During early development in the turtle, an animal with only one ventricle, Tbx5 is expressed throughout its lone ventricular chamber.  To prove that the level of Tbx5 is causal of ventricular septum formation rather than merely correlative, Bruneau’s laboratory genetically engineered mice to express Tbx5 at a moderate level throughout the developing heart, as in turtles, instead of the normal steep left-right gradient. Offspring from these mice had only a "single ventricle;" although left-right differences in the ventricular expression of downstream genes such as Nppa (atrial natriuretic peptide) persisted, no ventricular septum formed. 

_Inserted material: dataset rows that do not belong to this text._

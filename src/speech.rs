//! # Speech Input Module
//!
//! The speech-to-text model is an external collaborator consumed through a
//! narrow contract; this module defines that contract plus the input
//! validation that runs before any audio enters the pipeline. Validation
//! rejects unsupported containers and oversized recordings outright — no
//! partial processing of bad input.

use std::fs::File;
use std::io::{BufReader, Read};

use anyhow::Result;
use async_trait::async_trait;
use log::{debug, info};
use unic_langid::LanguageIdentifier;

use crate::recognition_config::AudioConfig;
use crate::recognition_errors::RecognitionError;

/// Bytes needed to identify every supported container.
const FORMAT_SNIFF_BYTES: usize = 12;

/// Contract for the external speech-to-text model.
#[async_trait]
pub trait SpeechToText: Send + Sync {
    /// Transcribe raw audio into text. The language hint selects the
    /// recognition model variant; it is not a guarantee about the content.
    async fn transcribe(&self, audio: &[u8], language: &LanguageIdentifier) -> Result<String>;

    /// Report readiness without transcribing.
    fn is_available(&self) -> bool;

    /// Load model weights into memory. Called once at process startup,
    /// outside request handling.
    async fn load_model(&self) -> Result<()>;
}

/// Audio containers accepted by the pipeline.
#[derive(Debug, Clone, Copy, PartialEq, Eq)]
pub enum AudioFormat {
    Wav,
    Mp3,
    Ogg,
    Flac,
    M4a,
}

impl AudioFormat {
    /// Identify the container from its leading magic bytes.
    pub fn detect(bytes: &[u8]) -> Option<Self> {
        if bytes.len() < FORMAT_SNIFF_BYTES {
            return None;
        }
        if &bytes[0..4] == b"RIFF" && &bytes[8..12] == b"WAVE" {
            return Some(AudioFormat::Wav);
        }
        if &bytes[0..4] == b"OggS" {
            return Some(AudioFormat::Ogg);
        }
        if &bytes[0..4] == b"fLaC" {
            return Some(AudioFormat::Flac);
        }
        if &bytes[4..8] == b"ftyp" {
            return Some(AudioFormat::M4a);
        }
        // MP3: ID3 tag or a bare frame sync.
        if &bytes[0..3] == b"ID3" || (bytes[0] == 0xFF && (bytes[1] & 0xE0) == 0xE0) {
            return Some(AudioFormat::Mp3);
        }
        None
    }

    fn size_cap(self, config: &AudioConfig) -> u64 {
        match self {
            AudioFormat::Wav => config.size_limits.wav_max,
            AudioFormat::Mp3 => config.size_limits.mp3_max,
            AudioFormat::Ogg => config.size_limits.ogg_max,
            AudioFormat::Flac => config.size_limits.flac_max,
            AudioFormat::M4a => config.size_limits.m4a_max,
        }
    }
}

/// Estimated duration of a WAV payload in seconds, from the header's byte
/// rate. Compressed containers would need decoding, so only WAV gets a
/// duration check.
fn wav_duration_secs(bytes: &[u8]) -> Option<f32> {
    if bytes.len() < 44 {
        return None;
    }
    let byte_rate = u32::from_le_bytes([bytes[28], bytes[29], bytes[30], bytes[31]]);
    if byte_rate == 0 {
        return None;
    }
    let data_len = bytes.len().saturating_sub(44) as f32;
    Some(data_len / byte_rate as f32)
}

/// Validate audio input before it enters the pipeline.
///
/// Checks, in order: the global size cap, container detection, the
/// per-format size cap, and (for WAV) the duration cap. Returns the
/// detected format so callers can route the payload.
pub fn validate_audio(bytes: &[u8], config: &AudioConfig) -> Result<AudioFormat, RecognitionError> {
    if bytes.len() as u64 > config.max_file_size {
        return Err(RecognitionError::AudioTooLong(format!(
            "{} bytes exceeds the {} byte cap",
            bytes.len(),
            config.max_file_size
        )));
    }

    let format = AudioFormat::detect(bytes).ok_or_else(|| {
        RecognitionError::AudioFormat("unrecognized audio container".to_string())
    })?;

    let cap = format.size_cap(config);
    if bytes.len() as u64 > cap {
        return Err(RecognitionError::AudioTooLong(format!(
            "{} bytes exceeds the {} byte cap for {:?}",
            bytes.len(),
            cap,
            format
        )));
    }

    if format == AudioFormat::Wav {
        if let Some(duration) = wav_duration_secs(bytes) {
            if duration > config.max_duration_secs as f32 {
                return Err(RecognitionError::AudioTooLong(format!(
                    "{duration:.1}s exceeds the {}s cap",
                    config.max_duration_secs
                )));
            }
        }
    }

    debug!("Validated {} byte {:?} payload", bytes.len(), format);
    Ok(format)
}

/// Check whether a file on disk looks like supported audio.
///
/// Reads only the sniff window, so it is cheap to call before loading the
/// whole payload.
pub fn is_supported_audio_file(file_path: &str) -> bool {
    match File::open(file_path) {
        Ok(file) => {
            let mut reader = BufReader::new(file);
            let mut buffer = vec![0; FORMAT_SNIFF_BYTES];
            match reader.read(&mut buffer) {
                Ok(bytes_read) if bytes_read >= FORMAT_SNIFF_BYTES => {
                    let detected = AudioFormat::detect(&buffer);
                    if let Some(format) = detected {
                        info!("Detected {:?} audio in file: {}", format, file_path);
                    }
                    detected.is_some()
                }
                Ok(bytes_read) => {
                    info!(
                        "File {} too short for format detection ({} bytes)",
                        file_path, bytes_read
                    );
                    false
                }
                Err(e) => {
                    info!("Error reading {} for format detection: {}", file_path, e);
                    false
                }
            }
        }
        Err(e) => {
            info!("Could not open {} for format detection: {}", file_path, e);
            false
        }
    }
}

#[cfg(test)]
mod tests {
    use super::*;
    use std::io::Write;

    /// Minimal WAV header: 44 bytes, little-endian byte rate at offset 28.
    fn wav_bytes(byte_rate: u32, data_len: usize) -> Vec<u8> {
        let mut bytes = vec![0u8; 44 + data_len];
        bytes[0..4].copy_from_slice(b"RIFF");
        bytes[8..12].copy_from_slice(b"WAVE");
        bytes[28..32].copy_from_slice(&byte_rate.to_le_bytes());
        bytes
    }

    #[test]
    fn test_format_detection() {
        assert_eq!(AudioFormat::detect(&wav_bytes(16000, 0)), Some(AudioFormat::Wav));

        let mut ogg = vec![0u8; 12];
        ogg[0..4].copy_from_slice(b"OggS");
        assert_eq!(AudioFormat::detect(&ogg), Some(AudioFormat::Ogg));

        let mut flac = vec![0u8; 12];
        flac[0..4].copy_from_slice(b"fLaC");
        assert_eq!(AudioFormat::detect(&flac), Some(AudioFormat::Flac));

        let mut m4a = vec![0u8; 12];
        m4a[4..8].copy_from_slice(b"ftyp");
        assert_eq!(AudioFormat::detect(&m4a), Some(AudioFormat::M4a));

        let mut mp3 = vec![0u8; 12];
        mp3[0..3].copy_from_slice(b"ID3");
        assert_eq!(AudioFormat::detect(&mp3), Some(AudioFormat::Mp3));

        assert_eq!(AudioFormat::detect(b"not audio at all"), None);
        assert_eq!(AudioFormat::detect(b"short"), None);
    }

    #[test]
    fn test_validate_accepts_small_wav() {
        let config = AudioConfig::default();
        let bytes = wav_bytes(16000, 16000); // one second of audio
        assert_eq!(validate_audio(&bytes, &config).unwrap(), AudioFormat::Wav);
    }

    #[test]
    fn test_validate_rejects_unknown_container() {
        let config = AudioConfig::default();
        let err = validate_audio(&[0u8; 64], &config).unwrap_err();
        assert!(matches!(err, RecognitionError::AudioFormat(_)));
    }

    #[test]
    fn test_validate_rejects_oversized_payload() {
        let config = AudioConfig {
            max_file_size: 100,
            ..Default::default()
        };
        let bytes = wav_bytes(16000, 200);
        let err = validate_audio(&bytes, &config).unwrap_err();
        assert!(matches!(err, RecognitionError::AudioTooLong(_)));
    }

    #[test]
    fn test_validate_rejects_long_wav() {
        let config = AudioConfig {
            max_duration_secs: 2,
            ..Default::default()
        };
        // 10 seconds at a 16 kB/s byte rate.
        let bytes = wav_bytes(16000, 160_000);
        let err = validate_audio(&bytes, &config).unwrap_err();
        assert!(matches!(err, RecognitionError::AudioTooLong(_)));
    }

    #[test]
    fn test_file_sniffing() {
        let mut wav_file = tempfile::NamedTempFile::new().unwrap();
        wav_file.write_all(&wav_bytes(16000, 100)).unwrap();
        assert!(is_supported_audio_file(wav_file.path().to_str().unwrap()));

        let mut text_file = tempfile::NamedTempFile::new().unwrap();
        text_file.write_all(b"definitely not audio data").unwrap();
        assert!(!is_supported_audio_file(text_file.path().to_str().unwrap()));

        assert!(!is_supported_audio_file("/nonexistent/audio.wav"));
    }
}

By mimicking the turtle pattern of Tbx5, these investigators had created mouse hearts that resembled turtle hearts. Therefore, a sharp line delineating an area of high expression of Tbx5 is critical to induce the formation of a ventricular septum, a precursor for the fashioning of two separate, specialized ventricular compartments. A similar single ventricle phenotype was found by Toshihiko Ogura’s laboratory when they misexpressed Tbx5 in the embryonic chick ventricle. 
See the image below.
Until the early 1970s, surgical management did not include separating the pulmonary and systemic circulations. Attempts to septate patients with single ventricle  were abandoned by the early 1980s because the surgically placed patch did not grow and ventricular performance remained poor. Modifications of the procedure initially proposed in 1971 by Fontan for tricuspid atresia  have been widely adopted over the last 4 decades. These cavopulmonary or atriopulmonary modifications effectively channel the systemic venous blood directly into the pulmonary arteries. Whether the effect on overall quality of life is superior to that of the more limited palliations used before 1971 is still unclear. 

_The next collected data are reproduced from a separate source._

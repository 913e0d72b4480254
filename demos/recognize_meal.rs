//! Wiring demo for the recognition pipeline.
//!
//! Runs one transcript through chunking, hybrid search over a small
//! in-memory catalogue, and aggregation, then prints the result as JSON.
//! The embedding model is stubbed with a deterministic token-hash
//! embedder so the demo works offline; production wiring injects a real
//! multilingual sentence-embedding backend instead.
//!
//! Usage: `cargo run --example recognize_meal -- "zjadłem 200 gramów ryżu białego"`

use std::env;
use std::sync::Arc;

use anyhow::Result;
use async_trait::async_trait;
use log::info;

use mealmatch::chunk_extractor::RuleBasedExtractor;
use mealmatch::embedding::{TextEmbedder, EMBEDDING_DIM};
use mealmatch::extractor::FallbackExtractor;
use mealmatch::hybrid_search::{InMemoryHybridIndex, ProductSearch};
use mealmatch::llm_extractor::LlmExtractor;
use mealmatch::meal_model::{CatalogueProduct, UnitDefinition};
use mealmatch::recognition::MealRecognizer;
use mealmatch::recognition_config::RecognitionConfig;
use mealmatch::text_normalizer::normalized_tokens;

/// Offline stand-in for the embedding model: each normalized token lights
/// up a handful of hash-derived dimensions, so shared tokens mean nearby
/// vectors. Good enough to demonstrate the blend; not a real model.
struct TokenHashEmbedder;

#[async_trait]
impl TextEmbedder for TokenHashEmbedder {
    fn dim(&self) -> usize {
        EMBEDDING_DIM
    }

    async fn embed_batch(&self, texts: &[String]) -> Result<Vec<Vec<f32>>> {
        Ok(texts
            .iter()
            .map(|text| {
                let mut vector = vec![0.0f32; EMBEDDING_DIM];
                for token in normalized_tokens(text) {
                    let mut hash: usize = 5381;
                    for byte in token.bytes() {
                        hash = hash.wrapping_mul(33).wrapping_add(byte as usize);
                    }
                    for offset in 0..4 {
                        vector[(hash.wrapping_add(offset * 97)) % EMBEDDING_DIM] += 1.0;
                    }
                }
                vector
            })
            .collect())
    }
}

fn demo_catalogue() -> Vec<CatalogueProduct> {
    vec![
        CatalogueProduct {
            id: "rice-white".to_string(),
            name_pl: "ryż biały".to_string(),
            name_en: "white rice".to_string(),
            kcal_per_100g: 130.0,
            protein_per_100g: 2.7,
            fat_per_100g: 0.3,
            carbs_per_100g: 28.8,
            category: Some("grains".to_string()),
            popularity: 50,
            units: vec![UnitDefinition::new("szklanka", 180.0)],
            default_portion_grams: Some(150.0),
        },
        CatalogueProduct {
            id: "bread-wheat".to_string(),
            name_pl: "chleb pszenny".to_string(),
            name_en: "wheat bread".to_string(),
            kcal_per_100g: 250.0,
            protein_per_100g: 8.0,
            fat_per_100g: 3.0,
            carbs_per_100g: 48.0,
            category: Some("bakery".to_string()),
            popularity: 80,
            units: vec![UnitDefinition::new("kromka", 40.0)],
            default_portion_grams: Some(80.0),
        },
        CatalogueProduct {
            id: "yogurt-plain".to_string(),
            name_pl: "jogurt naturalny".to_string(),
            name_en: "plain yogurt".to_string(),
            kcal_per_100g: 61.0,
            protein_per_100g: 4.3,
            fat_per_100g: 3.2,
            carbs_per_100g: 4.7,
            category: Some("dairy".to_string()),
            popularity: 60,
            units: vec![UnitDefinition::new("opakowanie", 150.0)],
            default_portion_grams: Some(150.0),
        },
        CatalogueProduct {
            id: "banana".to_string(),
            name_pl: "banan".to_string(),
            name_en: "banana".to_string(),
            kcal_per_100g: 89.0,
            protein_per_100g: 1.1,
            fat_per_100g: 0.3,
            carbs_per_100g: 22.8,
            category: Some("fruit".to_string()),
            popularity: 70,
            units: vec![UnitDefinition::new("sztuka", 120.0)],
            default_portion_grams: Some(120.0),
        },
    ]
}

#[tokio::main]
async fn main() -> Result<()> {
    env_logger::init();
    dotenv::dotenv().ok();

    let transcript = env::args()
        .nth(1)
        .unwrap_or_else(|| "zjadłem 200 gramów ryżu białego i dwie kromki chleba".to_string());

    let config = RecognitionConfig::from_env();

    info!("Indexing demo catalogue");
    let index = Arc::new(InMemoryHybridIndex::new(Arc::new(TokenHashEmbedder)));
    index.index_products(&demo_catalogue()).await?;

    let llm = LlmExtractor::new(config.extraction.clone(), config.breaker.clone())?;
    let extractor = FallbackExtractor::new(
        Arc::new(RuleBasedExtractor::new()),
        Arc::new(llm),
        config.extraction.fallback_confidence_threshold,
    );

    let recognizer = MealRecognizer::new(Arc::new(extractor), index, config);

    info!("Recognizing: {transcript}");
    let result = recognizer.recognize(&transcript).await;

    println!("{}", serde_json::to_string_pretty(&result)?);
    Ok(())
}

Hepatic and biliary dysfunction, protein-losing enteropathy, and disadvantageous ejection efficiency combined with elevated after load  characterize Fontan-type circulation.  Other important sequelae include atrial tachyarrhythmias, short stature, thromboembolism, systemic venous-to-pulmonary venous collaterals, systemic artery-to-pulmonary artery collaterals, plastic bronchitis, and esophageal varices.  More detailed information about the technical aspects of the modified Fontan operation are available elsewhere. [11, 12]
No circulatory derangement is observed in fetal development, because pulmonary circulation and systemic circulation are normally in parallel, with 2 levels of connection: atrial and ductal. However, lack of separation between pulmonary and systemic circulations causes obvious cyanosis postnatally, with severity dependent on the degree of coexistent subpulmonary stenosis. Although cases of single ventricle and arch obstruction are the least cyanotic because they never display subpulmonary stenosis, such patients are vulnerable to poor lower body perfusion upon reduction in ductal diameter.
Single ventricle occurs in approximately 5 of every 100,000 live births.
More than one half of patients should survive 20 years. Patients with even moderate atrioventricular valve regurgitation have a demonstrably poorer outcome.
Although treatments for single ventricle (which, as stated earlier in this article, does not include the entity of hypoplastic left heart syndrome) have been refined over the last 30 years, they have not convincingly improved upon the limited palliations offered before 1971. Because of this, extra caution is advised in the initial discussions with the family.
Unlike hypoplastic left heart syndrome, in which the staged approach to reach a cavopulmonary circulation is clearly superior to performing only the first stage (Norwood procedure), the vast majority of patients with single ventricle have a morphologic left ventricle (LV), do not present in extremis, and are relatively stable over many years once initial palliation, including a systemic–to–pulmonary arterial shunt, is completed and a pulmonary/systemic flow ratio of between 1.5 and 2 is achieved.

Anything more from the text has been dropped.